This court's opinion in Board of County Commissioners v. Thormyer, Dir. (1959), 169 Ohio St. 291, 159 N.E.2d 612, 75 A.L.R. 2d 1373, recognizes that such a holding may give a windfall to the grantee. He not only gets the value of what he had, i. e., the value of the property with the restriction as to its use, but he gets what may be a greater value that the property would have without any such restriction. At the same time, the grantor's right of reverter is destroyed and he gets nothing for it.

There may be some justification for such a conclusion where the grantee paid the grantor the full value of the property for the determinable fee. In such an instance, giving the grantor any part of the eminent domain award would represent a windfall to the grantor. Also, since the grantee would have paid the full value of the property, it is reasonably arguable that giving the whole of the award to the grantee would give him the value of no more than what the grantee had paid for when he acquired the determinable fee. See concurring opinion in McMechan v. Board of Edn. of Richland Twp. (1952), 157 Ohio St. 241, 253, 105 N.E.2d 270. However, where, as in the instant case, the grantee paid nothing to the grantor for the determinable fee, it seems apparent that, at the very least, the amount, if any, by which the value of an unrestricted fee exceeds the value of the restricted fee, is something that should go to the grantor. Before the appropriation, the grantee had no right to the greater value of the property, if it had a greater value without the restrictions imposed upon the grantee. The difference between that greater value and what the grantee lost as a result of the appropriation, i. e., the value of what the grantee had, would seem logically to belong to the grantor. That difference certainly represents the value of something which the grantor expressly refrained from conveying to the grantee. Where the amount of that difference can be determined, as it frequently can, and where the grantee had paid nothing for his determinable fee, there would appear to be no basis whatever for the reason usually advanced for giving the whole of the award in the appropriation proceedings to the grantee. That reason is that the right of reverter of the grantor is too remote and contingent to be capable of valuation.

The other reason sometimes advanced for giving the whole of the appropriation award to the grantee is that, since the law ( i. e., the legal taking in eminent domain) has made it impossible to perform the condition under which the property is held, performance of that condition is excused. This is a statement of the conclusion reached rather than any reason for reaching that conclusion. The most that might be said for such a conclusion is that the provision for reverter on breach of the condition as to use is intended by the grantor to compel the grantees to make the specified use of the property. After the property is appropriated in eminent domain proceedings, such provision can no longer have any influence in compelling such use. Hence, the only justification for its existence has disappeared.
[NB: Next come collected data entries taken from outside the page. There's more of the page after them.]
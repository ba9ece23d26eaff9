//! Tensor-product B-spline surfaces.

use crate::basis::BasisEvaluator;
use crate::bspline::derive_degree;
use crate::point::{homogeneous_divide, rational_derivative};
use crate::{CurveError, KnotVector, Point, Result, SurfaceEvaluator};

#[cfg(feature = "serde")]
use serde::{Deserialize, Serialize};

/// A B-spline or NURBS surface over a rectangular control grid.
///
/// The grid is stored row-major: `control_points[v][u]`, with one row per
/// control point along `v` and one column per control point along `u`.
/// Each direction has its own knot vector and degree.
///
/// # Example
///
/// ```
/// use curve_eval::{BSplineSurface, SurfaceEvaluator, point};
///
/// // Bilinear patch
/// let surface = BSplineSurface::new(
///     vec![
///         vec![point(&[0.0, 0.0, 0.0]), point(&[1.0, 0.0, 0.0])],
///         vec![point(&[0.0, 1.0, 0.0]), point(&[1.0, 1.0, 1.0])],
///     ],
///     vec![0.0, 0.0, 1.0, 1.0],
///     vec![0.0, 0.0, 1.0, 1.0],
/// )
/// .unwrap();
///
/// let p = surface.evaluate(0.5, 0.5);
/// assert!((p[2] - 0.25).abs() < 1e-12);
/// ```
#[derive(Debug, Clone, PartialEq)]
#[cfg_attr(
    feature = "serde",
    derive(Serialize, Deserialize),
    serde(try_from = "BSplineSurfaceDef")
)]
pub struct BSplineSurface {
    control_points: Vec<Vec<Point>>,
    u_knots: KnotVector,
    v_knots: KnotVector,
    rational: bool,
    divide: bool,
}

impl BSplineSurface {
    /// Create a polynomial surface; degrees are derived from the knot counts.
    ///
    /// # Errors
    ///
    /// Returns [`CurveError::InvalidConfiguration`] if the grid has fewer
    /// than two rows or columns, ragged rows, inconsistent point dimensions,
    /// or a derived degree outside the valid range. Returns
    /// [`CurveError::MalformedKnotVector`] if either knot vector is invalid.
    pub fn new(control_points: Vec<Vec<Point>>, u_knots: Vec<f64>, v_knots: Vec<f64>) -> Result<Self> {
        Self::build(control_points, u_knots, v_knots, false)
    }

    /// Create a rational surface from homogeneous control points.
    ///
    /// # Errors
    ///
    /// As [`Self::new`], and also if the points have fewer than two
    /// components.
    pub fn rational(
        control_points: Vec<Vec<Point>>,
        u_knots: Vec<f64>,
        v_knots: Vec<f64>,
    ) -> Result<Self> {
        Self::build(control_points, u_knots, v_knots, true)
    }

    /// Create a polynomial surface with clamped knot vectors along both axes.
    ///
    /// # Errors
    ///
    /// Returns [`CurveError::InvalidConfiguration`] if the grid is too small
    /// for the requested degrees or is malformed.
    pub fn clamped(control_points: Vec<Vec<Point>>, u_degree: usize, v_degree: usize) -> Result<Self> {
        let columns = control_points.first().map_or(0, Vec::len);
        let u_knots = KnotVector::clamped(columns, u_degree)?;
        let v_knots = KnotVector::clamped(control_points.len(), v_degree)?;
        Self::new(
            control_points,
            u_knots.as_slice().to_vec(),
            v_knots.as_slice().to_vec(),
        )
    }

    fn build(
        control_points: Vec<Vec<Point>>,
        u_knots: Vec<f64>,
        v_knots: Vec<f64>,
        rational: bool,
    ) -> Result<Self> {
        let (rows, columns) = check_grid(&control_points, rational)?;
        let u_degree = derive_degree(columns, u_knots.len())?;
        let v_degree = derive_degree(rows, v_knots.len())?;

        Ok(Self {
            control_points,
            u_knots: KnotVector::new(u_knots, u_degree)?,
            v_knots: KnotVector::new(v_knots, v_degree)?,
            rational,
            divide: rational,
        })
    }

    /// Enable or disable the homogeneous divide of a rational surface.
    #[must_use]
    pub fn with_divide(mut self, divide: bool) -> Self {
        self.divide = divide && self.rational;
        self
    }

    /// Degree along `u`.
    #[must_use]
    pub fn u_degree(&self) -> usize {
        self.u_knots.degree()
    }

    /// Degree along `v`.
    #[must_use]
    pub fn v_degree(&self) -> usize {
        self.v_knots.degree()
    }

    /// Knot vector along `u`.
    #[must_use]
    pub fn u_knots(&self) -> &KnotVector {
        &self.u_knots
    }

    /// Knot vector along `v`.
    #[must_use]
    pub fn v_knots(&self) -> &KnotVector {
        &self.v_knots
    }

    /// The control grid, `control_points[v][u]`.
    #[must_use]
    pub fn control_points(&self) -> &[Vec<Point>] {
        &self.control_points
    }

    /// Whether control points are homogeneous.
    #[must_use]
    pub fn is_rational(&self) -> bool {
        self.rational
    }

    /// Undivided mixed partial `∂^(du+dv) / ∂u^du ∂v^dv`.
    fn blend(&self, u: f64, v: f64, du: usize, dv: usize) -> Point {
        let mut u_basis = BasisEvaluator::new();
        let mut v_basis = BasisEvaluator::new();
        let bu = u_basis.derivative_clamped(&self.u_knots, u, du);
        let bv = v_basis.derivative_clamped(&self.v_knots, v, dv);

        let mut acc = Point::zeros(self.control_points[0][0].len());
        for (j, &wv) in bv.values.iter().enumerate() {
            let row = &self.control_points[bv.first + j];
            for (i, &wu) in bu.values.iter().enumerate() {
                let w = wu * wv;
                if w != 0.0 {
                    acc.axpy(w, &row[bu.first + i], 1.0);
                }
            }
        }
        acc
    }

    fn partial(&self, u: f64, v: f64, du: usize, dv: usize) -> Point {
        let d = self.blend(u, v, du, dv);
        if self.divide {
            rational_derivative(&self.blend(u, v, 0, 0), &d)
        } else {
            d
        }
    }
}

impl SurfaceEvaluator for BSplineSurface {
    fn evaluate(&self, u: f64, v: f64) -> Point {
        let h = self.blend(u, v, 0, 0);
        if self.divide {
            homogeneous_divide(&h)
        } else {
            h
        }
    }

    fn end_points(&self) -> (f64, f64, f64, f64) {
        let (u0, u1) = self.u_knots.domain();
        let (v0, v1) = self.v_knots.domain();
        (u0, u1, v0, v1)
    }

    fn tangent(&self, u: f64, v: f64) -> Point {
        self.partial(u, v, 1, 0)
    }

    fn bitangent(&self, u: f64, v: f64) -> Point {
        self.partial(u, v, 0, 1)
    }
}

/// Check grid shape and point dimensions, returning `(rows, columns)`.
fn check_grid(control_points: &[Vec<Point>], rational: bool) -> Result<(usize, usize)> {
    let rows = control_points.len();
    let columns = control_points.first().map_or(0, Vec::len);
    if rows < 2 || columns < 2 {
        return Err(CurveError::invalid_configuration(format!(
            "control grid must be at least 2x2, got {rows}x{columns}"
        )));
    }
    if let Some(row) = control_points.iter().position(|r| r.len() != columns) {
        return Err(CurveError::invalid_configuration(format!(
            "row {row} has {} points, expected {columns}",
            control_points[row].len()
        )));
    }

    let dim = control_points[0][0].len();
    let min_dim = if rational { 2 } else { 1 };
    if dim < min_dim {
        return Err(CurveError::invalid_configuration(format!(
            "control points need at least {min_dim} components, got {dim}"
        )));
    }
    if control_points.iter().flatten().any(|p| p.len() != dim) {
        return Err(CurveError::invalid_configuration(format!(
            "control points must all have {dim} components"
        )));
    }
    Ok((rows, columns))
}

/// Serialized form of [`BSplineSurface`], validated on the way in.
#[cfg(feature = "serde")]
#[derive(Deserialize)]
struct BSplineSurfaceDef {
    control_points: Vec<Vec<Point>>,
    u_knots: KnotVector,
    v_knots: KnotVector,
    rational: bool,
    divide: bool,
}

#[cfg(feature = "serde")]
impl TryFrom<BSplineSurfaceDef> for BSplineSurface {
    type Error = CurveError;

    fn try_from(def: BSplineSurfaceDef) -> Result<Self> {
        let (rows, columns) = check_grid(&def.control_points, def.rational)?;
        for (name, count, knots) in [("u", columns, &def.u_knots), ("v", rows, &def.v_knots)] {
            let degree = derive_degree(count, knots.len())?;
            if degree != knots.degree() {
                return Err(CurveError::invalid_configuration(format!(
                    "{name} knot vector has degree {}, grid and knots give {degree}",
                    knots.degree()
                )));
            }
        }
        Ok(Self {
            control_points: def.control_points,
            u_knots: def.u_knots,
            v_knots: def.v_knots,
            rational: def.rational,
            divide: def.divide && def.rational,
        })
    }
}

#[cfg(test)]
#[allow(clippy::unwrap_used)]
mod tests {
    use super::*;
    use crate::point::point;
    use approx::assert_relative_eq;

    fn saddle() -> BSplineSurface {
        // z = (2u - 1)(2v - 1) sampled on a biquadratic grid
        let grid = (0..3)
            .map(|j| {
                (0..3)
                    .map(|i| {
                        let (x, y) = (f64::from(i) / 2.0, f64::from(j) / 2.0);
                        point(&[x, y, (2.0 * x - 1.0) * (2.0 * y - 1.0)])
                    })
                    .collect()
            })
            .collect();
        BSplineSurface::clamped(grid, 2, 2).unwrap()
    }

    #[cfg(feature = "serde")]
    #[test]
    fn test_serde_validates_grid() {
        let surface = saddle();
        let json = serde_json::to_string(&surface);
        assert!(json.is_ok());
        let parsed: std::result::Result<BSplineSurface, _> =
            serde_json::from_str(&json.unwrap_or_default());
        assert_eq!(parsed.ok(), Some(surface));

        let mut ragged = serde_json::to_value(saddle()).unwrap();
        ragged["control_points"][1].as_array_mut().unwrap().pop();
        assert!(serde_json::from_value::<BSplineSurface>(ragged).is_err());

        // Three rows need a quadratic v vector
        let mut mismatched = serde_json::to_value(saddle()).unwrap();
        mismatched["v_knots"] =
            serde_json::to_value(KnotVector::new(vec![0.0, 0.0, 0.5, 0.5, 1.0, 1.0], 1).unwrap())
                .unwrap();
        assert!(serde_json::from_value::<BSplineSurface>(mismatched).is_err());
    }

    #[test]
    fn test_corners_interpolate() {
        let s = saddle();
        assert_eq!(s.end_points(), (0.0, 1.0, 0.0, 1.0));
        assert_relative_eq!(s.evaluate(0.0, 0.0), point(&[0.0, 0.0, 1.0]), epsilon = 1e-12);
        assert_relative_eq!(s.evaluate(1.0, 0.0), point(&[1.0, 0.0, -1.0]), epsilon = 1e-12);
        assert_relative_eq!(s.evaluate(1.0, 1.0), point(&[1.0, 1.0, 1.0]), epsilon = 1e-12);
    }

    #[test]
    fn test_bilinear_reproduction() {
        // Bilinear data is reproduced exactly by a biquadratic grid
        let s = saddle();
        for &(u, v) in &[(0.2, 0.7), (0.5, 0.5), (0.9, 0.1)] {
            let p = s.evaluate(u, v);
            assert_relative_eq!(p, point(&[u, v, (2.0 * u - 1.0) * (2.0 * v - 1.0)]), epsilon = 1e-12);
            assert_relative_eq!(s.tangent(u, v), point(&[1.0, 0.0, 2.0 * (2.0 * v - 1.0)]), epsilon = 1e-10);
            assert_relative_eq!(s.bitangent(u, v), point(&[0.0, 1.0, 2.0 * (2.0 * u - 1.0)]), epsilon = 1e-10);
        }
    }

    #[test]
    fn test_normal_is_unit_and_perpendicular() {
        let s = saddle();
        let (u, v) = (0.3, 0.6);
        let n = s.normal(u, v);
        assert_relative_eq!(n.norm(), 1.0, epsilon = 1e-12);
        assert_relative_eq!(n.dot(&s.tangent(u, v)), 0.0, epsilon = 1e-10);
        assert_relative_eq!(n.dot(&s.bitangent(u, v)), 0.0, epsilon = 1e-10);

        // Flat center: normal points up
        assert_relative_eq!(s.normal(0.5, 0.5), point(&[0.0, 0.0, 1.0]), epsilon = 1e-10);
    }

    #[test]
    fn test_rational_cylinder_patch() {
        // Quarter circle in x/z extruded along y
        let w = std::f64::consts::FRAC_1_SQRT_2;
        let arc = [[1.0, 0.0, 1.0], [w, w, w], [0.0, 1.0, 1.0]];
        let grid = (0..2)
            .map(|j| {
                let y = f64::from(j);
                arc.iter()
                    .map(|&[x, z, wt]| point(&[x, y * wt, z, wt]))
                    .collect()
            })
            .collect();
        let s = BSplineSurface::rational(grid, vec![0.0, 0.0, 0.0, 1.0, 1.0, 1.0], vec![0.0, 0.0, 1.0, 1.0]).unwrap();

        for &(u, v) in &[(0.1, 0.2), (0.5, 0.5), (0.8, 0.9)] {
            let p = s.evaluate(u, v);
            assert_eq!(p.len(), 3);
            assert_relative_eq!(p[0] * p[0] + p[2] * p[2], 1.0, epsilon = 1e-12);
            assert_relative_eq!(p[1], v, epsilon = 1e-12);

            let h = 1e-6;
            let fd = (s.evaluate(u + h, v) - s.evaluate(u - h, v)) / (2.0 * h);
            assert_relative_eq!(s.tangent(u, v), fd, epsilon = 1e-6);
            assert_relative_eq!(s.bitangent(u, v), point(&[0.0, 1.0, 0.0]), epsilon = 1e-10);
        }
    }

    #[test]
    fn test_two_dimensional_gradient_is_padded() {
        let s = BSplineSurface::new(
            vec![
                vec![point(&[0.0, 0.0]), point(&[2.0, 0.0])],
                vec![point(&[0.0, 3.0]), point(&[2.0, 3.0])],
            ],
            vec![0.0, 0.0, 1.0, 1.0],
            vec![0.0, 0.0, 1.0, 1.0],
        )
        .unwrap();
        assert_relative_eq!(s.gradient(0.5, 0.5), point(&[0.0, 0.0, 6.0]), epsilon = 1e-12);
    }

    #[test]
    fn test_configuration_errors() {
        let ragged = vec![
            vec![point(&[0.0]), point(&[1.0])],
            vec![point(&[0.0])],
        ];
        let err = BSplineSurface::new(ragged, vec![0.0, 0.0, 1.0, 1.0], vec![0.0, 0.0, 1.0, 1.0]).unwrap_err();
        assert!(err.is_invalid_configuration());

        let single_row = vec![vec![point(&[0.0]), point(&[1.0])]];
        let err = BSplineSurface::new(single_row, vec![0.0, 0.0, 1.0, 1.0], vec![0.0, 1.0]).unwrap_err();
        assert!(err.is_invalid_configuration());

        let grid = vec![
            vec![point(&[0.0]), point(&[1.0])],
            vec![point(&[0.0]), point(&[1.0])],
        ];
        let err = BSplineSurface::new(grid, vec![0.0, 1.0, 0.0, 1.0], vec![0.0, 0.0, 1.0, 1.0]).unwrap_err();
        assert!(err.is_malformed_knots());
    }
}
However, this does not represent a reason for giving the grantee the value of something he has not lost ( i. e., the amount, if any, by which the value of the property taken exceeds its lesser value for the restricted use that the grantee could have made of it) where the grantor expressly refrained from conveying that something to him.

As stated in Simes and Smith, Law of Future Interests, 2 Ed. (1956) Section 2013:

"* * * in the usual case the testator [grantor] neither thought of eminent domain nor provided therefor. Now, in fact it may be said that in most other cases of impossibility, the testator [grantor] did not foresee the situation which occurred, nor provide for it; and that is probably true. But it does not follow that this should be treated like the ordinary case of an impossible condition subsequent. It must be remembered that in the usual case the court must give the property either to the devisee [grantee] or to the devisor's [grantor's] heirs. There is no third alternative; whereas in the eminent domain case, the court may divide the award between them."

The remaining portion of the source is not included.